On est jamais aussi heureux qu'à 33 ans

Voilà ce qu'affirmait un sondage paru dans le Femina au printemps passé. Ce qui peut être perçu comme une bonne nouvelle pour tous ceux qui sont nés en l'an de grâce 1982. Ou plus tard. Ceux-là ont soit une belle année à savourer, soit la réjouissance de voir arriver le bonheur à plus ou moins long terme. Pour les autres, désolée, sortez les mouchoirs, vous êtes "data". Tout de suite moins sympa, le sondage. M'est d'avis que Femina risque de perdre quelques lecteurs.

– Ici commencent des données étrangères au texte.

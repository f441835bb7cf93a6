//! Transport seam between the aggregator and the candle multiplexer
//!
//! The multiplexer owns the single physical connection and hands out one
//! `Subscription` per `(symbol, interval)` request. Dropping or cancelling
//! the subscription detaches the handler.

use std::fmt;
use std::sync::Arc;

use crate::candles::{CandleEvent, Interval};

/// Callback invoked once per received candle.
pub type CandleHandler = Arc<dyn Fn(CandleEvent) + Send + Sync>;

/// A multiplexed candle source.
pub trait CandleTransport: Send + Sync {
    /// Register `handler` for candles of `symbol` at `interval`.
    ///
    /// Implementations must not hold internal locks while invoking
    /// handlers.
    fn subscribe(&self, symbol: &str, interval: Interval, handler: CandleHandler) -> Subscription;
}

/// Opaque unsubscribe handle. Cancels on drop.
#[must_use = "dropping a Subscription cancels it immediately"]
pub struct Subscription {
    cancel: Option<Box<dyn FnOnce() + Send>>,
}

impl Subscription {
    pub fn new<F>(cancel: F) -> Self
    where
        F: FnOnce() + Send + 'static,
    {
        Self {
            cancel: Some(Box::new(cancel)),
        }
    }

    /// Detach the handler from the transport.
    pub fn cancel(mut self) {
        self.run_cancel();
    }

    fn run_cancel(&mut self) {
        if let Some(cancel) = self.cancel.take() {
            cancel();
        }
    }
}

impl Drop for Subscription {
    fn drop(&mut self) {
        self.run_cancel();
    }
}

impl fmt::Debug for Subscription {
    fn fmt(&self, f: &mut fmt::Formatter<'_>) -> fmt::Result {
        f.debug_struct("Subscription")
            .field("active", &self.cancel.is_some())
            .finish()
    }
}
//! Price Aggregator
//!
//! Real-time price aggregation and fan-out for dashboard market data:
//! - One transport subscription per symbol and interval, shared by every consumer
//! - Daily open and 24h volume bootstrapped from the market service
//! - Minute and daily candle streams merged into one `SymbolPrice` per symbol
//! - Change and change-percent derived against the daily open
//! - Full-table snapshots pushed to every registered listener
//!
//! # Architecture
//!
//! ```text
//!  Socket frames            Market service (HTTP)
//!       │                          │
//!  ┌────▼─────┐             ┌──────▼──────┐
//!  │SharedFeed│             │DailyFetcher │  ← one-shot bootstrap
//!  └────┬─────┘             └──────┬──────┘
//!       │ 1m / 1d candles          │
//!  ┌────▼──────────────────────────▼──┐
//!  │         PriceAggregator          │
//!  │  subscriptions · daily cache ·   │
//!  │  PriceTable (versioned)          │
//!  └────────────────┬─────────────────┘
//!                   │
//!        ┌──────────┼──────────┐
//!        ▼          ▼          ▼
//!     Listener   Listener   Listener
//! ```

pub mod aggregator;
pub mod bootstrap;
pub mod candles;
pub mod feed;
pub mod metrics;
pub mod price;
pub mod transport;

pub use aggregator::{AggregatorConfig, Listener, ListenerHandle, ListenerId, PriceAggregator};
pub use bootstrap::{
    BootstrapConfig, BootstrapError, DailyCandle, DailyFetcher, DailyPayload, HttpDailyFetcher,
    NoBootstrap,
};
pub use candles::{CandleEvent, CandleField, Interval, MalformedFields};
pub use feed::{FeedError, Frame, SharedFeed, Topic};
pub use metrics::AggregatorMetrics;
pub use price::{PriceTable, SymbolPrice};
pub use transport::{CandleHandler, CandleTransport, Subscription};

// Library version
pub const SERVICE_VERSION: &str = "0.1.0";
//! Candle events consumed from the transport
//!
//! The shared feed delivers one candle per frame for a `(symbol, interval)`
//! topic. Candle bodies come from several upstream producers and are not
//! uniformly typed: prices arrive as JSON numbers or as numeric strings
//! (serialized `BigDecimal`), and fields are occasionally missing.
//!
//! Coercion policy: every numeric field is decoded leniently. Numbers and
//! numeric strings (including scientific notation) are accepted; anything
//! else (missing, `null`, booleans, non-numeric strings, values outside the
//! `Decimal` range) becomes `Decimal::ZERO` and is counted in
//! `CandleEvent::malformed`. Decoding never fails. A coerced or non-positive
//! `open` never seeds the daily open.

use std::fmt;
use std::str::FromStr;

use rust_decimal::Decimal;
use serde::{Deserialize, Serialize};
use serde_json::Value;
use tracing::debug;

/// Candle stream granularity.
#[derive(Debug, Clone, Copy, PartialEq, Eq, Hash, PartialOrd, Ord, Serialize, Deserialize)]
pub enum Interval {
    /// 1 minute: drives price, high, low, close and change.
    #[serde(rename = "1m")]
    Minute,
    /// 1 day: drives 24h volume and, when still unset, the daily open.
    #[serde(rename = "1d")]
    Daily,
}

impl Interval {
    /// Both intervals the aggregator subscribes per symbol.
    pub const ALL: [Interval; 2] = [Interval::Minute, Interval::Daily];

    /// Wire name used in topics and HTTP queries.
    pub fn as_str(&self) -> &'static str {
        match self {
            Interval::Minute => "1m",
            Interval::Daily => "1d",
        }
    }

    /// Parse a wire name (`1m` / `1d`).
    pub fn parse(s: &str) -> Option<Self> {
        match s {
            "1m" => Some(Interval::Minute),
            "1d" => Some(Interval::Daily),
            _ => None,
        }
    }
}

impl fmt::Display for Interval {
    fn fmt(&self, f: &mut fmt::Formatter<'_>) -> fmt::Result {
        f.write_str(self.as_str())
    }
}

/// A numeric field of a candle body.
#[derive(Debug, Clone, Copy, PartialEq, Eq)]
pub enum CandleField {
    Open,
    High,
    Low,
    Close,
    Volume,
}

impl CandleField {
    pub const ALL: [CandleField; 5] = [
        CandleField::Open,
        CandleField::High,
        CandleField::Low,
        CandleField::Close,
        CandleField::Volume,
    ];

    /// JSON key of the field.
    pub fn as_str(&self) -> &'static str {
        match self {
            CandleField::Open => "open",
            CandleField::High => "high",
            CandleField::Low => "low",
            CandleField::Close => "close",
            CandleField::Volume => "volume",
        }
    }

    fn bit(self) -> u8 {
        1 << (self as u8)
    }
}

/// Set of fields that fell back to zero while decoding.
#[derive(Debug, Clone, Copy, Default, PartialEq, Eq)]
pub struct MalformedFields(u8);

impl MalformedFields {
    pub fn insert(&mut self, field: CandleField) {
        self.0 |= field.bit();
    }

    pub fn contains(&self, field: CandleField) -> bool {
        self.0 & field.bit() != 0
    }

    pub fn count(&self) -> u32 {
        self.0.count_ones()
    }

    pub fn is_empty(&self) -> bool {
        self.0 == 0
    }
}

/// A single OHLCV candle as delivered by the transport.
#[derive(Debug, Clone, PartialEq, Eq, Serialize, Deserialize)]
pub struct CandleEvent {
    pub open: Decimal,
    pub high: Decimal,
    pub low: Decimal,
    pub close: Decimal,
    pub volume: Decimal,
    #[serde(skip)]
    pub malformed: MalformedFields,
}

impl CandleEvent {
    pub fn new(open: Decimal, high: Decimal, low: Decimal, close: Decimal, volume: Decimal) -> Self {
        Self {
            open,
            high,
            low,
            close,
            volume,
            malformed: MalformedFields::default(),
        }
    }

    /// Decode a candle body, applying the zero-fallback coercion policy.
    pub fn from_json(body: &Value) -> Self {
        let mut malformed = MalformedFields::default();
        let mut field = |which: CandleField| {
            let raw = body.get(which.as_str());
            match raw.and_then(coerce_decimal) {
                Some(value) => value,
                None => {
                    malformed.insert(which);
                    debug!(field = which.as_str(), raw = ?raw, "Coercing malformed candle field to zero");
                    Decimal::ZERO
                }
            }
        };

        let open = field(CandleField::Open);
        let high = field(CandleField::High);
        let low = field(CandleField::Low);
        let close = field(CandleField::Close);
        let volume = field(CandleField::Volume);

        Self {
            open,
            high,
            low,
            close,
            volume,
            malformed,
        }
    }

    /// Whether every field decoded cleanly.
    pub fn is_well_formed(&self) -> bool {
        self.malformed.is_empty()
    }

    /// The open, if it can seed a daily open: decoded and positive.
    pub fn seed_open(&self) -> Option<Decimal> {
        (!self.malformed.contains(CandleField::Open) && self.open > Decimal::ZERO).then_some(self.open)
    }
}

/// Leniently convert a JSON value to a `Decimal`.
///
/// Returns `None` for anything that is not a finite number or a numeric
/// string.
pub fn coerce_decimal(value: &Value) -> Option<Decimal> {
    match value {
        Value::Number(n) => parse_decimal(&n.to_string()),
        Value::String(s) => parse_decimal(s.trim()),
        _ => None,
    }
}

fn parse_decimal(s: &str) -> Option<Decimal> {
    if s.is_empty() {
        return None;
    }
    Decimal::from_str(s)
        .or_else(|_| Decimal::from_scientific(s))
        .ok()
}
#[cfg(test)]
pub(crate) mod tests {
    use super::*;
    use crate::mcp::CallError;
    use async_trait::async_trait;

    /// Records calls; answers `{"success": true}` unless a tool is listed as
    /// failing or as answering without a success flag.
    #[derive(Default)]
    pub(crate) struct RecordingCaller {
        pub calls: Mutex<Vec<(String, Value)>>,
        pub failing: Vec<&'static str>,
        pub unflagged: Vec<&'static str>,
        pub content: Option<Value>,
    }

    impl RecordingCaller {
        pub(crate) fn tools(&self) -> Vec<String> {
            self.calls.lock().unwrap().iter().map(|(t, _)| t.clone()).collect()
        }
    }

    #[async_trait]
    impl ToolCaller for RecordingCaller {
        async fn call_tool(&self, tool: &str, arguments: Value) -> CallOutcome {
            self.calls.lock().unwrap().push((tool.to_string(), arguments));
            if self.failing.contains(&tool) {
                return CallOutcome::Payload(ToolPayload::Structured(
                    json!({"success": false, "message": "nope"}),
                ));
            }
            if self.unflagged.contains(&tool) {
                return CallOutcome::Payload(ToolPayload::Structured(
                    json!({"message": "element not found"}),
                ));
            }
            if tool == "get_element_content" {
                if let Some(v) = &self.content {
                    return CallOutcome::Payload(ToolPayload::Structured(v.clone()));
                }
                return CallOutcome::Failed(CallError::Tool("no element".into()));
            }
            CallOutcome::Payload(ToolPayload::Structured(json!({"success": true})))
        }
    }

    fn desktop(caller: Arc<RecordingCaller>) -> Desktop {
        Desktop::new(caller).with_settle(Duration::ZERO)
    }

    #[test]
    fn test_split_plain_text() {
        assert_eq!(split_typed_text("hello"), vec![TypedChunk::Text("hello".into())]);
        assert!(split_typed_text("").is_empty());
    }

    #[test]
    fn test_split_escapes() {
        assert_eq!(
            split_typed_text(r"user\tpass\n"),
            vec![
                TypedChunk::Text("user".into()),
                TypedChunk::Key("tab"),
                TypedChunk::Text("pass".into()),
                TypedChunk::Key("return"),
            ]
        );
        assert_eq!(
            split_typed_text(r"\s\b\r"),
            vec![TypedChunk::Key("space"), TypedChunk::Key("delete"), TypedChunk::Key("return")]
        );
    }

    #[test]
    fn test_split_literal_backslashes() {
        assert_eq!(split_typed_text(r"C:\\dir"), vec![TypedChunk::Text(r"C:\dir".into())]);
        assert_eq!(split_typed_text(r"a\qb\"), vec![TypedChunk::Text(r"a\qb\".into())]);
    }

    #[tokio::test]
    async fn test_switch_skipped_when_app_active() {
        let caller = Arc::new(RecordingCaller::default());
        let d = desktop(caller.clone());
        assert!(d.type_text("Notes", "hi").await);
        assert!(d.type_text("Notes", "there").await);
        assert_eq!(d.active_app().as_deref(), Some("Notes"));
        assert_eq!(
            caller.tools(),
            vec!["switch_to_app", "send_string", "send_string"]
        );
    }

    #[tokio::test]
    async fn test_type_text_sends_keystrokes() {
        let caller = Arc::new(RecordingCaller::default());
        let d = desktop(caller.clone());
        assert!(d.type_text("", r"a\nb").await);
        let calls = caller.calls.lock().unwrap().clone();
        assert_eq!(calls[0], ("send_string".to_string(), json!({"text": "a"})));
        assert_eq!(calls[1], ("send_keystroke".to_string(), json!({"key": "return"})));
        assert_eq!(calls[2], ("send_string".to_string(), json!({"text": "b"})));
    }

    #[tokio::test]
    async fn test_click_arguments() {
        let caller = Arc::new(RecordingCaller::default());
        let d = desktop(caller.clone());
        assert!(d.click("Finder", "AXWindow > AXButton", true, false, 100).await);
        let calls = caller.calls.lock().unwrap().clone();
        assert_eq!(calls[1].0, "perform_action");
        assert_eq!(
            calls[1].1,
            json!({"action": "AXShowMenu", "path": "AXWindow > AXButton", "app_name": "Finder"})
        );
    }

    #[tokio::test]
    async fn test_failed_switch_aborts_action() {
        let caller = Arc::new(RecordingCaller {
            failing: vec!["switch_to_app"],
            ..Default::default()
        });
        let d = desktop(caller.clone());
        assert!(!d.click("Ghost", "AXButton", false, false, 0).await);
        assert_eq!(caller.tools(), vec!["switch_to_app"]);
        assert!(d.active_app().is_none());
    }

    #[tokio::test]
    async fn test_command_requires_key() {
        let caller = Arc::new(RecordingCaller::default());
        let d = desktop(caller.clone());
        assert!(!d.command("", "", &[], "").await);
        assert!(d.command("", "", &["command".into(), "shift".into()], "g").await);
        let calls = caller.calls.lock().unwrap().clone();
        assert_eq!(calls.len(), 1);
        assert_eq!(calls[0].1, json!({"key": "g", "modifiers": ["command", "shift"]}));
    }

    #[tokio::test]
    async fn test_element_content() {
        let caller = Arc::new(RecordingCaller {
            content: Some(json!({"content": "New Tab"})),
            ..Default::default()
        });
        let d = desktop(caller);
        assert_eq!(d.get_element_content("", "AXButton").await.as_deref(), Some("New Tab"));

        let d = desktop(Arc::new(RecordingCaller::default()));
        assert_eq!(d.get_element_content("", "AXButton").await, None);
    }

    #[tokio::test]
    async fn test_answer_without_success_flag_is_failure() {
        let caller = Arc::new(RecordingCaller {
            unflagged: vec!["perform_action"],
            ..Default::default()
        });
        let d = desktop(caller.clone());
        assert!(!d.click("Finder", "AXButton", false, true, 0).await);
        assert_eq!(caller.tools(), vec!["switch_to_app", "perform_action"]);

        let caller = Arc::new(RecordingCaller {
            unflagged: vec!["switch_to_app"],
            ..Default::default()
        });
        let d = desktop(caller.clone());
        assert!(!d.type_text("Notes", "hi").await);
        assert!(d.active_app().is_none());
    }

    #[tokio::test]
    async fn test_element_content_refusal() {
        let caller = Arc::new(RecordingCaller {
            content: Some(json!({"success": false, "message": "no such element"})),
            ..Default::default()
        });
        assert_eq!(desktop(caller).get_element_content("", "AXButton").await, None);

        let caller = Arc::new(RecordingCaller {
            content: Some(json!({"success": true, "content": 42})),
            ..Default::default()
        });
        assert_eq!(desktop(caller).get_element_content("", "AXButton").await.as_deref(), Some("42"));
    }

    #[tokio::test]
    async fn test_open_file_in_finder_sequence() {
        let caller = Arc::new(RecordingCaller::default());
        let d = desktop(caller.clone());
        assert!(d.open_file_in_finder("/tmp/report.xlsx").await);
        let calls = caller.calls.lock().unwrap().clone();
        assert_eq!(calls[0], ("switch_to_app".to_string(), json!({"app_name": "Finder"})));
        assert_eq!(calls[1].1, json!({"key": "g", "modifiers": ["command", "shift"]}));
        assert_eq!(calls[2], ("send_string".to_string(), json!({"text": "/tmp/report.xlsx"})));
        assert_eq!(calls[3], ("send_keystroke".to_string(), json!({"key": "return"})));
        assert_eq!(calls.len(), 4);

        let caller = Arc::new(RecordingCaller {
            failing: vec!["send_keystroke"],
            ..Default::default()
        });
        let d = desktop(caller.clone());
        assert!(!d.open_file_in_finder("/tmp").await);
        assert_eq!(caller.tools(), vec!["switch_to_app", "send_keystroke"]);
    }

    #[tokio::test]
    async fn test_open_app_sequence() {
        let caller = Arc::new(RecordingCaller::default());
        let d = desktop(caller.clone());
        assert!(d.open_app("Calculator").await);
        assert_eq!(caller.tools(), vec!["send_keystroke", "send_string", "send_keystroke"]);
    }
}
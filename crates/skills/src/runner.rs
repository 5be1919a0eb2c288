use serde_json::{Map as JsonMap, Value};
use sisypho_core::config::SkillsConfig;
use sisypho_core::Result;
use sisypho_tools::capabilities::Capabilities;
use std::time::Duration;
use tracing::{error, info, warn};

use crate::crypto::SkillCipher;
use crate::engine::{EngineConfig, RunOutcome, SkillSandbox};

/// What happened to one skill execution.
#[derive(Debug, Clone, PartialEq)]
pub enum SkillReport {
    Completed(Value),
    /// The payload did not open in the current time window.
    NothingToExecute,
    TimedOut,
    Failed(String),
}

impl SkillReport {
    pub fn is_success(&self) -> bool {
        matches!(self, SkillReport::Completed(_) | SkillReport::NothingToExecute)
    }
}

/// Decrypts payloads and runs them in a sandbox.
pub struct SkillRunner {
    cipher: SkillCipher,
    sandbox: SkillSandbox,
    timeout: Duration,
    stop_on_failure: bool,
}

impl SkillRunner {
    pub fn new(cipher: SkillCipher, sandbox: SkillSandbox) -> Self {
        Self {
            cipher,
            sandbox,
            timeout: Duration::from_millis(25_000),
            stop_on_failure: false,
        }
    }

    pub fn from_config(config: &SkillsConfig, capabilities: Capabilities) -> Result<Self> {
        let cipher = SkillCipher::from_config(config)?;
        let sandbox = SkillSandbox::new(EngineConfig::from(config), capabilities);
        Ok(Self::new(cipher, sandbox)
            .with_timeout(Duration::from_millis(config.timeout_ms))
            .with_stop_on_failure(config.stop_on_failure))
    }

    pub fn with_timeout(mut self, timeout: Duration) -> Self {
        self.timeout = timeout;
        self
    }

    pub fn with_stop_on_failure(mut self, stop_on_failure: bool) -> Self {
        self.stop_on_failure = stop_on_failure;
        self
    }

    pub fn sandbox(&self) -> &SkillSandbox {
        &self.sandbox
    }

    pub async fn execute(&self, payload: &str, params: &JsonMap<String, Value>) -> SkillReport {
        self.execute_at(payload, params, chrono::Utc::now().timestamp()).await
    }

    /// Like `execute`, with an explicit clock.
    pub async fn execute_at(&self, payload: &str, params: &JsonMap<String, Value>, timestamp: i64) -> SkillReport {
        let Some(source) = self.cipher.decrypt(payload, timestamp) else {
            if self.stop_on_failure {
                error!("Skill payload could not be decrypted");
                return SkillReport::Failed("payload could not be decrypted".to_string());
            }
            warn!("Skill payload could not be decrypted, nothing to execute");
            return SkillReport::NothingToExecute;
        };
        self.execute_plain(&source, params).await
    }

    /// Run already-decrypted source.
    pub async fn execute_plain(&self, source: &str, params: &JsonMap<String, Value>) -> SkillReport {
        match self.sandbox.run(source, params, self.timeout).await {
            Ok(RunOutcome::Completed(Value::Bool(false))) if self.stop_on_failure => {
                error!("Skill reported failure");
                SkillReport::Failed("skill returned false".to_string())
            }
            Ok(RunOutcome::Completed(value)) => {
                info!(result = %value, "Skill completed");
                SkillReport::Completed(value)
            }
            Ok(RunOutcome::TimedOut) => SkillReport::TimedOut,
            Err(e) => {
                error!(error = %e, "Skill failed");
                SkillReport::Failed(e.to_string())
            }
        }
    }
}

#[cfg(test)]
mod tests {
    use super::*;
    use crate::engine::tests::bare_capabilities;
    use serde_json::json;

    const T: i64 = 1_700_000_010;

    fn runner(dir: &std::path::Path) -> SkillRunner {
        let cipher = SkillCipher::new("somestupidsecret").unwrap();
        let sandbox = SkillSandbox::new(EngineConfig::default(), bare_capabilities(dir));
        SkillRunner::new(cipher, sandbox).with_timeout(Duration::from_secs(5))
    }

    fn seal(source: &str) -> String {
        SkillCipher::new("somestupidsecret").unwrap().encrypt(source, T).unwrap()
    }

    #[tokio::test(flavor = "multi_thread")]
    async fn test_encrypted_payload_runs() {
        let dir = tempfile::tempdir().unwrap();
        let payload = seal("fn run(n) { n * 2 }");
        let report = runner(dir.path())
            .execute_at(&payload, json!({"n": 21}).as_object().unwrap(), T + 40)
            .await;
        assert_eq!(report, SkillReport::Completed(json!(42)));
        assert!(report.is_success());
    }

    #[tokio::test(flavor = "multi_thread")]
    async fn test_undecryptable_payload_depends_on_policy() {
        let dir = tempfile::tempdir().unwrap();
        let payload = seal("fn run() { true }");
        let lenient = runner(dir.path()).execute_at(&payload, &JsonMap::new(), T + 3600).await;
        assert_eq!(lenient, SkillReport::NothingToExecute);
        assert!(lenient.is_success());

        let strict = runner(dir.path())
            .with_stop_on_failure(true)
            .execute_at(&payload, &JsonMap::new(), T + 3600)
            .await;
        assert!(matches!(strict, SkillReport::Failed(_)));
    }

    #[tokio::test(flavor = "multi_thread")]
    async fn test_false_result_depends_on_policy() {
        let dir = tempfile::tempdir().unwrap();
        let src = "fn run() { false }";
        assert_eq!(
            runner(dir.path()).execute_plain(src, &JsonMap::new()).await,
            SkillReport::Completed(json!(false))
        );
        let strict = runner(dir.path())
            .with_stop_on_failure(true)
            .execute_plain(src, &JsonMap::new())
            .await;
        assert!(!strict.is_success());
    }

    #[tokio::test(flavor = "multi_thread")]
    async fn test_errors_and_timeouts() {
        let dir = tempfile::tempdir().unwrap();
        let missing = runner(dir.path()).execute_plain("fn start() { 1 }", &JsonMap::new()).await;
        assert!(matches!(missing, SkillReport::Failed(ref m) if m.contains("run")));

        let slow = runner(dir.path())
            .with_timeout(Duration::from_millis(100))
            .execute_plain("fn run() { loop {} }", &JsonMap::new())
            .await;
        assert_eq!(slow, SkillReport::TimedOut);
        assert!(!slow.is_success());
    }

    #[test]
    fn test_from_config() {
        let dir = tempfile::tempdir().unwrap();
        let config = SkillsConfig {
            timeout_ms: 1234,
            stop_on_failure: true,
            ..Default::default()
        };
        let r = SkillRunner::from_config(&config, bare_capabilities(dir.path())).unwrap();
        assert_eq!(r.timeout, Duration::from_millis(1234));
        assert!(r.stop_on_failure);

        let bad = SkillsConfig {
            secret: "!!!".into(),
            ..Default::default()
        };
        assert!(SkillRunner::from_config(&bad, bare_capabilities(dir.path())).is_err());
    }
}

Ou pas. Parce que je suis moi-même dans le camp des data du bonheur; pourtant j'ouvre toujours le magazine le dimanche matin.

Il est tout de même légitime de s'interroger sur la nature du panel interrogé pour ce sondage. Je sais pas vous, mais moi les 52 dimanches matins qu'a comptés ma 33e année, lorsque j'entrouvrais l’œil droit et me retournais en feignant de n'avoir entendu ni les sauts de cabri de Blondinet Ier et de Blondinet II sur le parquet du rez, ni les appels insistants de Blondinet III à l'étage inférieur, je ne me sentais pas spécialement enviée par ma progéniture. Il me semble que les mômes, ils ont fichtrement moins de soucis que nous, quand même. C'est vrai, quand tu en vois un déguisé en Peter Pan, luttant contre un Capitaine Crochet imaginaire, l'autre dégustant le 12e bonbon du sachet reçu à l'anniversaire dont il vient de rentrer et le 3e fredonnant "Au clair de la lune" en faisant des aller-retour sur une petite voiture en plastique, tu te dis que leur degré de bonheur ne doit pas être très éloigné de l'apogée où toi, du haut de tes 33 ans, tu es censé te trouver. S'ils n'ont pas la satisfaction d'une vie bien posée, ils ont une insouciance qui semble des plus enviable. Conclusion: Femina n'avait pas interrogé les 0-8 ans pour son sondage.

Toujours est-il que le bonheur est finalement une notion subjective, si ce n'est pas carrément une vision de l'esprit. Tandis que le schéma métro-boulot-dodo conjugué à l'image enfants-maison-chien apparaîtra à certains comme le cauchemar ultime et le signe tangible de la fin de la jeunesse, il semblera à d'autres être simplement le symbole de la stabilité, de la sécurité, de ce que finalement tout adulte posé cherche à obtenir. Et le bonheur dans tout ça? Comment le définir? On sait tous que l'argent ne le fait pas... Mais ne manquer de rien contribue quand même à supprimer les frustrations. On sait tous que le bonheur absolu n'existe pas non plus. Le bonheur global se compose d'une multitude de petits bonheurs, de moments privilégiés où l'on ne se dit pas "si seulement".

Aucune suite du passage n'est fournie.